▶ _TO DO_
The required answer is a copy of each line in the entries below that includes "RandomMinefieldGenerator".

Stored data
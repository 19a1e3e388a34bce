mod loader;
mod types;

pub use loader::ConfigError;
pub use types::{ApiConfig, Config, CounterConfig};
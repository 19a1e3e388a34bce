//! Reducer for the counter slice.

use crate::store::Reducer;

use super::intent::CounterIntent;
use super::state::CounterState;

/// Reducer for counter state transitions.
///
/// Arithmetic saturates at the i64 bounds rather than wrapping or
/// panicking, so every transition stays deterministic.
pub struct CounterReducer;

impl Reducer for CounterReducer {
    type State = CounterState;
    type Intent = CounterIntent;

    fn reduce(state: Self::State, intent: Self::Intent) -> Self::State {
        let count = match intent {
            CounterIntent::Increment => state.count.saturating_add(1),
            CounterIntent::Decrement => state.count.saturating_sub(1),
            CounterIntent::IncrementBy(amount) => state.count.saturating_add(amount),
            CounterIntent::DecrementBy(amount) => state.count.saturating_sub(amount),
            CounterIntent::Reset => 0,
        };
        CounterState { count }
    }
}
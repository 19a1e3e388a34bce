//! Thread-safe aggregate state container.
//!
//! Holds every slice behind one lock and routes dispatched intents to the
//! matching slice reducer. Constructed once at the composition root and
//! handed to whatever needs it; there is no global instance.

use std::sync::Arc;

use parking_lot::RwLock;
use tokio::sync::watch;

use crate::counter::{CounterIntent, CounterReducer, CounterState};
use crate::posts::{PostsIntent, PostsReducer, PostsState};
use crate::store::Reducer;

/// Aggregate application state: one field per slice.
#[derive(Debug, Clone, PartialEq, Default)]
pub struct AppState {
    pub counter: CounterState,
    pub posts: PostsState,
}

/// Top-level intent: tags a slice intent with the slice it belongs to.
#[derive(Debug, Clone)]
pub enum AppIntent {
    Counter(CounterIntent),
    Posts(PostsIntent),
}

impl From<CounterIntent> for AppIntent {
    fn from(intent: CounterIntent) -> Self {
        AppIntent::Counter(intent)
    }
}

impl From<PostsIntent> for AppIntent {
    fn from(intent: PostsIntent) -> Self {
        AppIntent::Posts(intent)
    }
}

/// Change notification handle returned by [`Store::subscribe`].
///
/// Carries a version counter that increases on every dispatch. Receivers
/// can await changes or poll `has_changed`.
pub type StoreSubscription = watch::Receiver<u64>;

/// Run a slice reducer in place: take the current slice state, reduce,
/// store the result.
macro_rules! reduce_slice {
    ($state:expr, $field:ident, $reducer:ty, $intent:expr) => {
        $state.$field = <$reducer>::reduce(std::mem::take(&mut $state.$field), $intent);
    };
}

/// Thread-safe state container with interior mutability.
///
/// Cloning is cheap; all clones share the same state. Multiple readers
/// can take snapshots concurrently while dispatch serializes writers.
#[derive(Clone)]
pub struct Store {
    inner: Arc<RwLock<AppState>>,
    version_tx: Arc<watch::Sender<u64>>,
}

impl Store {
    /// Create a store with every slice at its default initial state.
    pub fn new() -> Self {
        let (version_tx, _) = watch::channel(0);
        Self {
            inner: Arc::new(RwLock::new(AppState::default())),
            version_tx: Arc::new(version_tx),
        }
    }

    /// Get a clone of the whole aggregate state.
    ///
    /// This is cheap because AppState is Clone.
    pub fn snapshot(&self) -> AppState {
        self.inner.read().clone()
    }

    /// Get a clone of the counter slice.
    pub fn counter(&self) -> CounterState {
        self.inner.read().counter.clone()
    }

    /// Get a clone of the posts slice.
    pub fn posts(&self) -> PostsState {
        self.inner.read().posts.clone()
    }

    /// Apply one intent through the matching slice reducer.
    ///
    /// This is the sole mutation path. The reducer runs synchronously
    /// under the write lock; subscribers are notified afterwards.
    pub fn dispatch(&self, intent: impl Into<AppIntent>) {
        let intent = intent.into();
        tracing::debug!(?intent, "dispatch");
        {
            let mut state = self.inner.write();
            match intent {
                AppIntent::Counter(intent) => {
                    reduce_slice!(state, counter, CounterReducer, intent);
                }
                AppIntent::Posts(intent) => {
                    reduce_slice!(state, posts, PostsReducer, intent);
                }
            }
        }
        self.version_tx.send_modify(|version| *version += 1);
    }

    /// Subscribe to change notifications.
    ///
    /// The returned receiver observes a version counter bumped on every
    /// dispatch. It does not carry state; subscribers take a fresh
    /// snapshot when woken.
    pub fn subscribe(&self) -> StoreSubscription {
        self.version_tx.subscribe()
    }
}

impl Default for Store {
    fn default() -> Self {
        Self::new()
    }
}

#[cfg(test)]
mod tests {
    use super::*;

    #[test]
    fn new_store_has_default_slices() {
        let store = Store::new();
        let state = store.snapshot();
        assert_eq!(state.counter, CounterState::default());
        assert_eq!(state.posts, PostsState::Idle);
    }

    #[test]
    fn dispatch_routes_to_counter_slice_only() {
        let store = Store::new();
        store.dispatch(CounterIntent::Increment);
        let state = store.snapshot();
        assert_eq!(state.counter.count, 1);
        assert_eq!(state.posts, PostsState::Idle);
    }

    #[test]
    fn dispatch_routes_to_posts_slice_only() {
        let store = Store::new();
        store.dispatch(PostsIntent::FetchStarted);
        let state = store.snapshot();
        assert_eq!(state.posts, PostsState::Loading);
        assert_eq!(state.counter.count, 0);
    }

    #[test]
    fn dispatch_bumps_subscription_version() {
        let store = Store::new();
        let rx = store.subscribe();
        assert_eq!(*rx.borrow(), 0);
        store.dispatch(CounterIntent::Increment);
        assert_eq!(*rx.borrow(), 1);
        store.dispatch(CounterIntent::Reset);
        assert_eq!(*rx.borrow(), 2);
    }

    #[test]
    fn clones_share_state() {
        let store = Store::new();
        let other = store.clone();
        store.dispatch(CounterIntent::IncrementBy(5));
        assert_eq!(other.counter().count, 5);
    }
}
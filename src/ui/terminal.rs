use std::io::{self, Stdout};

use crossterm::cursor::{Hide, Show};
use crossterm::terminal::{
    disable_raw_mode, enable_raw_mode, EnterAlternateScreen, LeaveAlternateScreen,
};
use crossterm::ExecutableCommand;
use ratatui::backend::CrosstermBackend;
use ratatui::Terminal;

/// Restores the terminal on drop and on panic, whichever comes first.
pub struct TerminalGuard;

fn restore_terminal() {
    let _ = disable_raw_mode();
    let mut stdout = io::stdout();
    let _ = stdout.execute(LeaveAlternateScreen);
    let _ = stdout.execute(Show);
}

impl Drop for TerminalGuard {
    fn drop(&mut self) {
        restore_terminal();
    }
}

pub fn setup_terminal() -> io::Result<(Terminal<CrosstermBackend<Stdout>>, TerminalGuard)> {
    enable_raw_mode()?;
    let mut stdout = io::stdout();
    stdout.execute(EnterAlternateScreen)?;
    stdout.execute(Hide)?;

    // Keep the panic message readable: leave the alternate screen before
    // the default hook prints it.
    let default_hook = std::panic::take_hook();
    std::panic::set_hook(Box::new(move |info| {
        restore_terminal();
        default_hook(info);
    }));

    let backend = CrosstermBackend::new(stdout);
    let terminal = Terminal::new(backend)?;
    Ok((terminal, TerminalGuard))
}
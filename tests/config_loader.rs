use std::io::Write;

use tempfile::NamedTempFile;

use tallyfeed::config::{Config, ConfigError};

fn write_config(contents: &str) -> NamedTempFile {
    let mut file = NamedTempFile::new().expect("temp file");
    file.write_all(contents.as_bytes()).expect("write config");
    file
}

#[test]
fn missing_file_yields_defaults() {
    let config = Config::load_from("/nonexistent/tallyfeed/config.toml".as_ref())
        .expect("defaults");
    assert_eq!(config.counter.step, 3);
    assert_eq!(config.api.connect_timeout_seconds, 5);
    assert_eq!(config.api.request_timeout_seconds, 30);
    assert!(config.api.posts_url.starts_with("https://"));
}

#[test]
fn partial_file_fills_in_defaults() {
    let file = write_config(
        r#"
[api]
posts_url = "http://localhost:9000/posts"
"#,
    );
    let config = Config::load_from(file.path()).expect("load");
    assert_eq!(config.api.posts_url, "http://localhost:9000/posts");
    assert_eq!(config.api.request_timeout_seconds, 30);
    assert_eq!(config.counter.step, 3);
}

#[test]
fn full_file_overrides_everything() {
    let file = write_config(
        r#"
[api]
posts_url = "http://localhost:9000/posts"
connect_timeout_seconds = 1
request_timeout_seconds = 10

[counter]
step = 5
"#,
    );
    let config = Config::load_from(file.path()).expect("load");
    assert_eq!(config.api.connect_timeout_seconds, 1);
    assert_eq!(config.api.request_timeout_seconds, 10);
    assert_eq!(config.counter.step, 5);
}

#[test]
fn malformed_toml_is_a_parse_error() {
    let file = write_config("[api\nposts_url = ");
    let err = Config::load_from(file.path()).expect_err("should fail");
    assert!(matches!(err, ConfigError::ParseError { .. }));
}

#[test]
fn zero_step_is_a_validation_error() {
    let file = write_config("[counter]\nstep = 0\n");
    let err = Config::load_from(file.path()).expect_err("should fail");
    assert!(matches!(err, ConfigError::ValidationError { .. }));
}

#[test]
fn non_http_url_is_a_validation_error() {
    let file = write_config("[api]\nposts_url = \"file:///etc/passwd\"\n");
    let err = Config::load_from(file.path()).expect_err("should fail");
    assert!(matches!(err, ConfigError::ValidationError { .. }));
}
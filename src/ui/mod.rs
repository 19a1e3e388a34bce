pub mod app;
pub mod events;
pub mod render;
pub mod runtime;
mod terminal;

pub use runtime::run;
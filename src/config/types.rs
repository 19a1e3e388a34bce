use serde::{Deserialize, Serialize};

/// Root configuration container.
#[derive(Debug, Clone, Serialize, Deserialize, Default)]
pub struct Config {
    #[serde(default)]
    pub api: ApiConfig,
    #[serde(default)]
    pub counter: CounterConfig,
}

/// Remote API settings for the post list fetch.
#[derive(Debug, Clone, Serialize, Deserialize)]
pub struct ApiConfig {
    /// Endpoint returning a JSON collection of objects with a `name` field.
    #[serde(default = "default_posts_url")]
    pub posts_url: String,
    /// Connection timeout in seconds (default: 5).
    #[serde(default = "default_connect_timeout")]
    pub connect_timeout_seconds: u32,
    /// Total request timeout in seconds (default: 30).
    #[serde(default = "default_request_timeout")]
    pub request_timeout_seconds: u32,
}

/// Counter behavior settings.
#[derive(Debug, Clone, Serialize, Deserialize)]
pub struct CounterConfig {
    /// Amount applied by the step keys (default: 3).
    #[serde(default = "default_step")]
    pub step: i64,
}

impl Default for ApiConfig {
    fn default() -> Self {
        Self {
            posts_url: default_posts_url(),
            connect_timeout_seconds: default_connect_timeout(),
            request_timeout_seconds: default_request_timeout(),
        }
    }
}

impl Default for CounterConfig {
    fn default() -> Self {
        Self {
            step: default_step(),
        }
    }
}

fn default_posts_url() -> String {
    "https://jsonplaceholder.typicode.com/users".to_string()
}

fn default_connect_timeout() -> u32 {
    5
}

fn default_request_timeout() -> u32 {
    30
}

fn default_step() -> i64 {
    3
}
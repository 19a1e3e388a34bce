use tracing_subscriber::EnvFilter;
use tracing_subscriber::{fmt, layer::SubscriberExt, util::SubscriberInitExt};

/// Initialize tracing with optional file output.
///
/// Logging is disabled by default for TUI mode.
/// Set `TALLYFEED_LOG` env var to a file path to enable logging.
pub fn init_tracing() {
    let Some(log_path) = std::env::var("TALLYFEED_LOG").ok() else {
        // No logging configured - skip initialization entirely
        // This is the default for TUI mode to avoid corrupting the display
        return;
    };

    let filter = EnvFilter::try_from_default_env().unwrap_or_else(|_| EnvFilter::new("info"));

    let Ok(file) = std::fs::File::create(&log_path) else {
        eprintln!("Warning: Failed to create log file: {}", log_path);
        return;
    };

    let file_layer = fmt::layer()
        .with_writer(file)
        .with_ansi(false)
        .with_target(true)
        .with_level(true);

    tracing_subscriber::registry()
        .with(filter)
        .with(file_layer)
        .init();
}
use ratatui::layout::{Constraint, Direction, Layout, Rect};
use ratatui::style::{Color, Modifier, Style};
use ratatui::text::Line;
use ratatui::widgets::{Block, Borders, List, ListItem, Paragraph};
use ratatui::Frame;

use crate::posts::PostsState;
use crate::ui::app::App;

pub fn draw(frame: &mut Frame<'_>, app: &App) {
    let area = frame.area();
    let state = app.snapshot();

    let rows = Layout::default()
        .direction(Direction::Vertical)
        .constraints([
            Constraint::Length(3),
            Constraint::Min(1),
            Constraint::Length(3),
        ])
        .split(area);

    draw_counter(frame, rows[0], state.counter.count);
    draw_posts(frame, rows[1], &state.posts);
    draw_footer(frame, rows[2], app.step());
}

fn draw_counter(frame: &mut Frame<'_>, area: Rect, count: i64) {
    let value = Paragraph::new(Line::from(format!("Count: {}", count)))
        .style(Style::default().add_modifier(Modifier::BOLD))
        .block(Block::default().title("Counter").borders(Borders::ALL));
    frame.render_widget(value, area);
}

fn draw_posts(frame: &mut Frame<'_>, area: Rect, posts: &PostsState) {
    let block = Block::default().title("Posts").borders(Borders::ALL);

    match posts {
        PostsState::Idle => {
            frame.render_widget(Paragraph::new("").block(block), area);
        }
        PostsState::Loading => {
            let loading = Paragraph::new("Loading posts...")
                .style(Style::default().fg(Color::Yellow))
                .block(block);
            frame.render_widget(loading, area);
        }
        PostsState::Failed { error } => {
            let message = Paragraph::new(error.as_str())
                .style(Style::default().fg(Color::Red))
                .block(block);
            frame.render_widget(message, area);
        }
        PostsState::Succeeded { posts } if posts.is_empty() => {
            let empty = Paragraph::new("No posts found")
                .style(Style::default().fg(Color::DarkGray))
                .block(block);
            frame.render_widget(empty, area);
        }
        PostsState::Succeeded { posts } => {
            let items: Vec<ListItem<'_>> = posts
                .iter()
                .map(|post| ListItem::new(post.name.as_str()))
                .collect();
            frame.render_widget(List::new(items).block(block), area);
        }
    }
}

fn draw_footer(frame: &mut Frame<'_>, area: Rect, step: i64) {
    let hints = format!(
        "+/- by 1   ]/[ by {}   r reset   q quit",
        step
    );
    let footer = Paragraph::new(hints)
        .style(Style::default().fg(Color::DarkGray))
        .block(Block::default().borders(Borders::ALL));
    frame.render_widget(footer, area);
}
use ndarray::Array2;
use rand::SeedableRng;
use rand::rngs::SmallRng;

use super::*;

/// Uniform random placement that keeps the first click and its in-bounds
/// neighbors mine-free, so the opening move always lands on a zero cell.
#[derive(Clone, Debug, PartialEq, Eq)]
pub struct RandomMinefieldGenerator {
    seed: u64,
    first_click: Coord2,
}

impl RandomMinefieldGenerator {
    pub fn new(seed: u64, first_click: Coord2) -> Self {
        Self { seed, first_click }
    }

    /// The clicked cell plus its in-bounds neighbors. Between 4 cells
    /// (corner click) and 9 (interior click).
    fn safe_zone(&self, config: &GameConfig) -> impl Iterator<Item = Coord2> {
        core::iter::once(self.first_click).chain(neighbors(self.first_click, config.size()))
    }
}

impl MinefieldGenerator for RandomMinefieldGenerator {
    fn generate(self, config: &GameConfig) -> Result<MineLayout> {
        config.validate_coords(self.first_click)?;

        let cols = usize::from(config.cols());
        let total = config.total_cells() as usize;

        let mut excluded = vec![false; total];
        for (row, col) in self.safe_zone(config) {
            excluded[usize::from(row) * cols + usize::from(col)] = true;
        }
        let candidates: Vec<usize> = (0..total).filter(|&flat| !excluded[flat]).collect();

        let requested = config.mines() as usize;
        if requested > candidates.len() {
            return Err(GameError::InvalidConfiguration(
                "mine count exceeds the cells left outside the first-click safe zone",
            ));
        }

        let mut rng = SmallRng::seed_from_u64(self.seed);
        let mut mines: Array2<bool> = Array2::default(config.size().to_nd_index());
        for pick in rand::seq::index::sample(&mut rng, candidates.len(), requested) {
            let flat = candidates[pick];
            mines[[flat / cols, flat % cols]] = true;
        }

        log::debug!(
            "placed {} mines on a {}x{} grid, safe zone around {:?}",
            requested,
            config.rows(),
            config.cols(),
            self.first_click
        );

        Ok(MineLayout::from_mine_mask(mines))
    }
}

▶ _RESPONSE_
pub struct RandomMinefieldGenerator {
impl RandomMinefieldGenerator {
impl MinefieldGenerator for RandomMinefieldGenerator {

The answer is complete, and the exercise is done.